Early life and education 
Kibuishi was born April 8, 1978, in Tokyo, Japan. He moved to the United States with his mother and brother in 1982.

Kibuishi enrolled at the University of California, Santa Barbara in 1996 in pursuit of a film studies degree. While attending UC Santa Barbara, he credits the university's newspaper, the Daily Nexus, as where his illustration career started. Though he had previously drawn for his high school's newspaper, Kibuishi has stated that "[his career] all began when I started writing comics for the Nexus. I actually went to UCSB for film. I was trying to quit drawing." He would ultimately serve as the Art Director for the Daily Nexus for three and a half years, and developed his comic Clive and Cabbage during his tenure. He graduated from UC Santa Barbara in 2000 with a B.A. in film studies.

Career 
Kibuishi started drawing at age five. He has stated that it was "the sadness that came from no longer having cool robot TV shows like Ultraman around once we came to the States that triggered a lot of my early drawings and projects." He has also noted Garfield and the magazines Mad Magazine, and CARtoons as catalysts for his love of comic books in particular.

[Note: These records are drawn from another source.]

use sqlx::PgPool;

use crate::models::User;

pub async fn add_user(pool: &PgPool, email: &str, password_hash: &str) -> sqlx::Result<User> {
    sqlx::query_as::<_, User>(
        "INSERT INTO users (email, password) VALUES ($1, $2) RETURNING id, email, password",
    )
    .bind(email)
    .bind(password_hash)
    .fetch_one(pool)
    .await
}

pub async fn get_user_by_email(pool: &PgPool, email: &str) -> sqlx::Result<Option<User>> {
    sqlx::query_as::<_, User>("SELECT id, email, password FROM users WHERE email = $1")
        .bind(email)
        .fetch_optional(pool)
        .await
}

/// True when `err` is the unique-constraint violation raised for a taken email.
pub fn is_duplicate_email(err: &sqlx::Error) -> bool {
    match err {
        sqlx::Error::Database(db) => db.is_unique_violation(),
        _ => false,
    }
}

#[cfg(test)]
mod test {
    use super::*;
    use crate::repository::test_pool;

    #[tokio::test]
    async fn test_add_and_find_user() {
        let Some(pool) = test_pool().await else {
            return;
        };
        let email = format!("{}@test.pdfchat.xyz", uuid::Uuid::new_v4());
        let user = add_user(&pool, &email, "hash").await.unwrap();
        let found = get_user_by_email(&pool, &email).await.unwrap().unwrap();
        assert_eq!(found.id, user.id);
        assert_eq!(found.password, "hash");

        let duplicate = add_user(&pool, &email, "other").await.unwrap_err();
        assert!(is_duplicate_email(&duplicate));

        assert!(
            get_user_by_email(&pool, "nobody@test.pdfchat.xyz")
                .await
                .unwrap()
                .is_none()
        );
    }
}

After he graduated from UC Santa Barbara, Kibuishi worked as an animator for Shadedbox Animations for two years. He decided to leave animation to focus on comics, where he could spend more time writing. He started producing the monthly comic Copper at his website which ran for seven years, ending in 2009.

Flight 
Flight was conceived by Kibuishi as an anthology with contributions coming from friends. The project was promoted at the Alternative Press Expo, where it attracted the attention of Erik Larsen, then-new publisher of Image Comics. This caused the project to explode, attracting talent from all over the industry. Image published the first volume in 2004 and the anthology series concluded with the eighth volume in 2011.

Explorer 
Following the conclusion of Flight, the Explorer series was Kibuishi's anthology for children using many of the same contributors to Flight. Seen as a successor series, Explorer covered three books and concluded with Explorer: The Hidden Doors.

Amulet 
Kibuishi is the creator of Amulet, a series of graphic novels which debuted in 2008 with The Stonekeeper. Scholastic won the rights to publish the series after they were victorious in a hotly contested auction. In addition to The Stonekeeper, other titles in the series include The Stonekeeper's Curse, The Cloud Searchers, The Last Council, Prince of the Elves, Escape From Lucien, Firelight, and Supernova. The series currently has eight books, with a ninth book anticipated to conclude the series based on Kibuishi’s prior announcements.

Other projects 
While editing Flight Volume 1, Kibuishi created the 4-issue steampunk graphic novel Daisy Kutter: The Last Train, published by Viper Comics.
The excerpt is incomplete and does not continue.